Debt Amount outstanding Is the debt paid when I pass on?
Student loan R235 000 No, my estate would have to pay the debt
Home loan R560 000 Yes, my bond is covered by a life cover policy
Overdraft R13 000 No, my estate would have to pay the debt

Why your generational debt might be more than you think

In the example above, you could assume that because the home loan amount is covered by insurance, which means any outstanding balance will be paid on your death, your loved ones will inherit your home.

However, there is the R235 000 student loan that has to be paid, as well as the R13 000 overdraft, R248 000 in total. In addition, there are costs involved in settling your estate such as executor fees and Master of the High Court fees that need to be paid. Before your assets are distributed to your heirs, your debts and any costs of managing your estate have to be paid first. Only when these are paid, can your heirs inherit. To raise the R248 000 needed, your home or other assets may have to be sold or your family will need to take out a new home loan. In short, your debts have left your loved ones indebted and their wealth building plans will be put on hold till they pay the debts.

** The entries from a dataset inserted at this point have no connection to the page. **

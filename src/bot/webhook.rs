//! HTTP surface: pairing page, status API and the gateway webhook.
//!
//! The gateway posts every event for a session to `/webhook/:session`.
//! Payloads are decoded into client events and queued for the dispatcher.

use std::future::Future;
use std::net::SocketAddr;

use axum::extract::{DefaultBodyLimit, Path, State};
use axum::http::{HeaderMap, StatusCode};
use axum::response::{Html, Json};
use axum::routing::{get, post};
use axum::Router;
use serde::Deserialize;
use serde_json::{json, Value};
use tokio::sync::mpsc;
use tracing::{debug, error, info, warn};

use super::dispatcher::AppState;
use super::session::PairError;
use crate::client::gateway::WEBHOOK_SECRET_HEADER;
use crate::client::{parse_webhook, Event};
use crate::utils::format_uptime;

/// Gateway payloads carry base64 media.
const MAX_BODY: usize = 64 * 1024 * 1024;

const INDEX_HTML: &str = include_str!("../../web/index.html");

#[derive(Clone)]
struct ApiState {
    app: AppState,
    events: mpsc::Sender<Event>,
}

#[derive(Debug, Deserialize)]
struct PairRequest {
    number: String,
}

/// Constant-time string comparison for the webhook secret.
fn constant_time_eq(a: &str, b: &str) -> bool {
    if a.len() != b.len() {
        return false;
    }
    a.bytes().zip(b.bytes()).fold(0u8, |acc, (x, y)| acc | (x ^ y)) == 0
}

fn error_body(status: StatusCode, message: impl Into<String>) -> (StatusCode, Json<Value>) {
    (status, Json(json!({ "error": message.into() })))
}

fn pair_error_status(err: &PairError) -> StatusCode {
    match err {
        PairError::InvalidNumber(_) => StatusCode::BAD_REQUEST,
        PairError::AlreadyPaired(_) => StatusCode::CONFLICT,
        PairError::Gateway(_) => StatusCode::BAD_GATEWAY,
        PairError::Store(_) => StatusCode::INTERNAL_SERVER_ERROR,
    }
}

async fn index() -> Html<&'static str> {
    Html(INDEX_HTML)
}

async fn status(State(state): State<ApiState>) -> Json<Value> {
    let app = &state.app;
    let stored = match app.sessions.stored_count().await {
        Ok(count) => json!(count),
        Err(e) => {
            warn!("Could not count stored devices: {}", e);
            Value::Null
        }
    };

    Json(json!({
        "bot": app.config.bot_name,
        "owner": app.config.owner_name,
        "prefix": app.bot_settings.prefix(),
        "uptime": format_uptime(app.started.elapsed()),
        "uptime_secs": app.started.elapsed().as_secs(),
        "backend": app.sessions.backend_name(),
        "stored": stored,
        "sessions": app.sessions.list(),
    }))
}

async fn pair(
    State(state): State<ApiState>,
    Json(req): Json<PairRequest>,
) -> (StatusCode, Json<Value>) {
    match state.app.sessions.pair(&req.number).await {
        Ok(code) => (StatusCode::OK, Json(json!({ "code": code }))),
        Err(e) => {
            warn!("Pair request for {} failed: {}", req.number, e);
            error_body(pair_error_status(&e), e.to_string())
        }
    }
}

async fn webhook(
    State(state): State<ApiState>,
    Path(session): Path<String>,
    headers: HeaderMap,
    Json(payload): Json<Value>,
) -> (StatusCode, Json<Value>) {
    if let Some(secret) = &state.app.config.webhook_secret {
        let provided = headers
            .get(WEBHOOK_SECRET_HEADER)
            .and_then(|v| v.to_str().ok())
            .unwrap_or_default();
        if !constant_time_eq(provided, secret) {
            warn!("Rejected webhook for {} with a bad secret", session);
            return error_body(StatusCode::UNAUTHORIZED, "invalid webhook secret");
        }
    }

    let events = parse_webhook(&session, &payload);
    debug!("Webhook for {}: {} event(s)", session, events.len());

    let accepted = events.len();
    for event in events {
        if state.events.send(event).await.is_err() {
            error!("Dispatcher is gone; dropping webhook for {}", session);
            return error_body(StatusCode::SERVICE_UNAVAILABLE, "shutting down");
        }
    }

    (StatusCode::OK, Json(json!({ "accepted": accepted })))
}

/// Build the router.
pub fn router(app: AppState, events: mpsc::Sender<Event>) -> Router {
    Router::new()
        .route("/", get(index))
        .route("/api/status", get(status))
        .route("/api/pair", post(pair))
        .route("/webhook/:session", post(webhook))
        .layer(DefaultBodyLimit::max(MAX_BODY))
        .with_state(ApiState { app, events })
}

/// Serve until `shutdown` resolves.
pub async fn serve(
    router: Router,
    port: u16,
    shutdown: impl Future<Output = ()> + Send + 'static,
) -> anyhow::Result<()> {
    let address = SocketAddr::from(([0, 0, 0, 0], port));
    let listener = tokio::net::TcpListener::bind(address).await?;
    info!("📡 Listening on: {}", address);

    axum::serve(listener, router)
        .with_graceful_shutdown(shutdown)
        .await?;
    Ok(())
}

#[cfg(test)]
mod tests {
    use axum::body::Body;
    use axum::http::Request;
    use http_body_util::BodyExt;
    use tower::ServiceExt;

    use super::*;
    use crate::bot::testing::{test_state, test_state_with};
    use crate::config::Config;

    fn app(state: AppState) -> (Router, mpsc::Receiver<Event>) {
        let (tx, rx) = mpsc::channel(16);
        (router(state, tx), rx)
    }

    async fn body_json(resp: axum::http::Response<Body>) -> Value {
        let body = resp.into_body().collect().await.unwrap().to_bytes();
        serde_json::from_slice(&body).unwrap()
    }

    fn post_json(uri: &str, body: Value) -> Request<Body> {
        Request::post(uri)
            .header("Content-Type", "application/json")
            .body(Body::from(body.to_string()))
            .unwrap()
    }

    fn connection_update(state: &str) -> Value {
        json!({ "event": "connection.update", "data": { "state": state } })
    }

    #[test]
    fn test_constant_time_eq() {
        assert!(constant_time_eq("secret", "secret"));
        assert!(!constant_time_eq("secret", "secreT"));
        assert!(!constant_time_eq("secret", "secret2"));
    }

    #[tokio::test]
    async fn test_index_served() {
        let (app, _rx) = app(test_state());
        let resp = app.oneshot(Request::get("/").body(Body::empty()).unwrap()).await.unwrap();
        assert_eq!(resp.status(), StatusCode::OK);
    }

    #[tokio::test]
    async fn test_pair_returns_code_then_status_lists_session() {
        let state = test_state();
        let (app, _rx) = app(state.clone());

        let resp = app
            .clone()
            .oneshot(post_json("/api/pair", json!({ "number": "923001234567" })))
            .await
            .unwrap();
        assert_eq!(resp.status(), StatusCode::OK);
        assert_eq!(body_json(resp).await["code"], "ABCD-1234");

        let resp = app
            .oneshot(Request::get("/api/status").body(Body::empty()).unwrap())
            .await
            .unwrap();
        let json = body_json(resp).await;
        assert_eq!(json["backend"], "memory");
        assert_eq!(json["sessions"].as_array().unwrap().len(), 1);
        assert_eq!(json["sessions"][0]["connected"], false);
    }

    #[tokio::test]
    async fn test_pair_rejects_bad_number() {
        let (app, _rx) = app(test_state());
        let resp = app
            .oneshot(post_json("/api/pair", json!({ "number": "not a number" })))
            .await
            .unwrap();
        assert_eq!(resp.status(), StatusCode::BAD_REQUEST);
        assert!(body_json(resp).await["error"].is_string());
    }

    #[tokio::test]
    async fn test_webhook_queues_events() {
        let (app, mut rx) = app(test_state());
        let resp = app
            .oneshot(post_json("/webhook/s1", connection_update("close")))
            .await
            .unwrap();
        assert_eq!(resp.status(), StatusCode::OK);
        assert_eq!(body_json(resp).await["accepted"], 1);
        assert!(matches!(rx.recv().await, Some(Event::Disconnected { session }) if session == "s1"));
    }

    #[tokio::test]
    async fn test_webhook_checks_secret() {
        let config = Config {
            webhook_secret: Some("hunter2".into()),
            ..Config::default()
        };
        let (app, mut rx) = app(test_state_with(config));

        let resp = app
            .clone()
            .oneshot(post_json("/webhook/s1", connection_update("close")))
            .await
            .unwrap();
        assert_eq!(resp.status(), StatusCode::UNAUTHORIZED);
        assert!(rx.try_recv().is_err());

        let mut req = post_json("/webhook/s1", connection_update("close"));
        req.headers_mut()
            .insert(WEBHOOK_SECRET_HEADER, "hunter2".parse().unwrap());
        let resp = app.oneshot(req).await.unwrap();
        assert_eq!(resp.status(), StatusCode::OK);
        assert!(rx.try_recv().is_ok());
    }

    #[tokio::test]
    async fn test_webhook_ignores_unknown_events() {
        let (app, mut rx) = app(test_state());
        let resp = app
            .oneshot(post_json("/webhook/s1", json!({ "event": "presence.update", "data": {} })))
            .await
            .unwrap();
        assert_eq!(body_json(resp).await["accepted"], 0);
        assert!(rx.try_recv().is_err());
    }
}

How to eliminate generational debt

1. Use credit life insurance to cover debts

Credit life insurance will pay outstanding balances in the event of the debtor’s death, and may also have a disability and retrenchment benefit. Many institutions, such as banks and stores, automatically include credit life insurance when they offer you credit. Check your existing agreements to see if there is credit life insurance in place and how much it covers, and if not, find out if you can take out credit life insurance to cover the outstanding balance or any amount not covered by your existing insurance.

2. Take out life insurance

Life insurance can be taken out to cover a specific debt, such as when a life policy is ceded to a bank as part of a home loan agreement. The pay-out from a valid life insurance claim can also be used to pay off any other debts you leave behind when you pass, for example a student loan. Life insurance is unique as the pay-out can be made directly to a policy beneficiary, so it does not form part of the estate, and the pay-out is tax free. This can be a huge help for your loved ones. They can receive the payment quickly without having to wait for the estate to be wound up, and can be sure of the amount they will receive for valid claims as no charges or taxes are deducted.

Life insurance can also be used to give liquidity to your estate so that costs such as executor fees and any taxes can be paid without assets having to be sold.

Top tip: You can also take out insurance that is specifically designed to cover the costs, and sometimes debts, involved in winding up an estate such as the 1Life Wills and Estate Plan. This plan covers cash shortfalls in your estate, and provides for a valid, signed, retrievable will.

3. Become a master at managing your debt

If you avoid unnecessary debts and manage your debts well, such as paying off your credit card in full each month, you can avoid leaving your loved ones any generational debt. However, Truth About Money, a 1Life Insurance initiative, offers a free online Ditching Debt course to help you manage and get rid of your debt forever, if that is not the case.

4. Work out your wealth-building plan

Not leaving debt is a good start to get your family on the road to financial wellness! The next step is building wealth and assets, such as buying a home, investing in yours and your family’s education or saving and investing, such as in shares and unit trust funds. Generational wealth could be yours if you have and follow a wealth building plan! Your financial adviser can assist with this, making sure it is appropriate and realistic.

Go on, build your wealth today

Want to leave a lasting financial legacy that changes your family's life for the better? You can! Take control of your debts, use insurance where available and kick start your wealth building plans. Your family will inherit your generational wealth without losing any funds or property to cover your generational debts.